On Fri, Apr 24, 2009 at 12:41 PM, Henry Nestler <henry.ne@arcor.de> wrote:
Hello David,


David Rorex wrote:
I'm having trouble writing a quick way to reproduce it, it seems the
same problem doesn't happen if I just use loop devices. That means the
minimal way to reproduce might be for you to have three separate actual
partitions to use for a raid-5 test :(

I'll see if I can write the minimal steps for reproducing, assuming you
create 3 small empty partitions on  your disk first.

Creating partitions on a disk is a problem for mostly testers.
An older Bug #1569947 has some instructions and testing steps. Perhaps you can use these also for your test here?

see:
"Data corruption on md/raid5 under 0.6.3 and also 0.7.1-hn14"
https://sourceforge.net/tracker/?func=detail&aid=1569947&group_id=98788&atid=622063


Hi Henry,

I tried the test in that page, and it does appear to reproduce the problem. My problem is different than his...in his case he has data corruption, seg fault, kernel panic.

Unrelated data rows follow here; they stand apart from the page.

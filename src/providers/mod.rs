//! Embedding providers and the upstream chat model.
//!
//! - [`traits`]: the [`Embedder`] and [`ChatModel`] capabilities
//! - [`retry`]: [`RetryPolicy`], the retrying [`UpstreamClient`] and [`RetryingEmbedder`]
//! - [`factory`]: provider selection for cache construction and sweeps
//! - [`openai`]: OpenAI-compatible chat completions
//! - `huggingface` / `fastembed`: remote and local embedders (feature-gated)

pub mod factory;
#[cfg(feature = "local-inference")]
pub mod fastembed;
#[cfg(feature = "huggingface")]
pub mod huggingface;
pub mod openai;
pub mod retry;
pub mod traits;

pub use factory::{DefaultEmbedderFactory, EmbedderFactory, EmbedderSpec, EmbeddingProviderKind};
#[cfg(feature = "local-inference")]
pub use fastembed::{LocalEmbeddingModel, LocalEmbeddingProvider};
#[cfg(feature = "huggingface")]
pub use huggingface::RemoteEmbeddingProvider;
pub use openai::OpenAiChatClient;
pub use retry::{Backoff, RetryPolicy, RetryingEmbedder, UpstreamClient};
pub use traits::{ChatModel, Embedder};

In my case, the dd commands write the files with no errors reported, but the md5sum hangs on trying to read the first file.

1. Create 3 files of 500MB filled with zeros in windows
2. Assign these files to colinux as block devices using cobd
3. Create the raid (x,y,z are the # of the cobd device set in the colinux config file)
modprobe raid5
mdadm --create /dev/md1 /dev/cobdX /dev/cobdY /dev/cobdZ
mkfs.ext3 /dev/md1
mkdir /raidtst
mount /dev/md1 /raidtst
4. Run test
while true; do
for i in 1 2 3; do dd_rescue -m 300M /dev/zero /raidtst/f.$i; done
for i in 1 2 3; do ls -la /raidtst/f.$i; md5sum /raidtst/f.$i; done
for i in 1 2 3; do rm -f /raidtst/f.$i; done
done
5. In my case, the last thing I see is the output of "ls -la /raidtst/f.1", the md5sum command never completes. Colinux is not crashed, if I run 'top', I see 75-99% cpu under 'wa' (aka IO Wait). I can still access /raidtst via ls, and copying a small 100 byte file over there works fine & I can read it back.

Maybe sometimes it works directly after writing the file and reading it back, due to the data being cached in RAM? It seems like with creating a lot of small test files, it works ok, but creating a very large file exposes the problem quicker. So if you can't reproduce, maybe try increasing the file size even more?

I will try running the debug daemon and see if I can get it to show anything that looks useful.

Thanks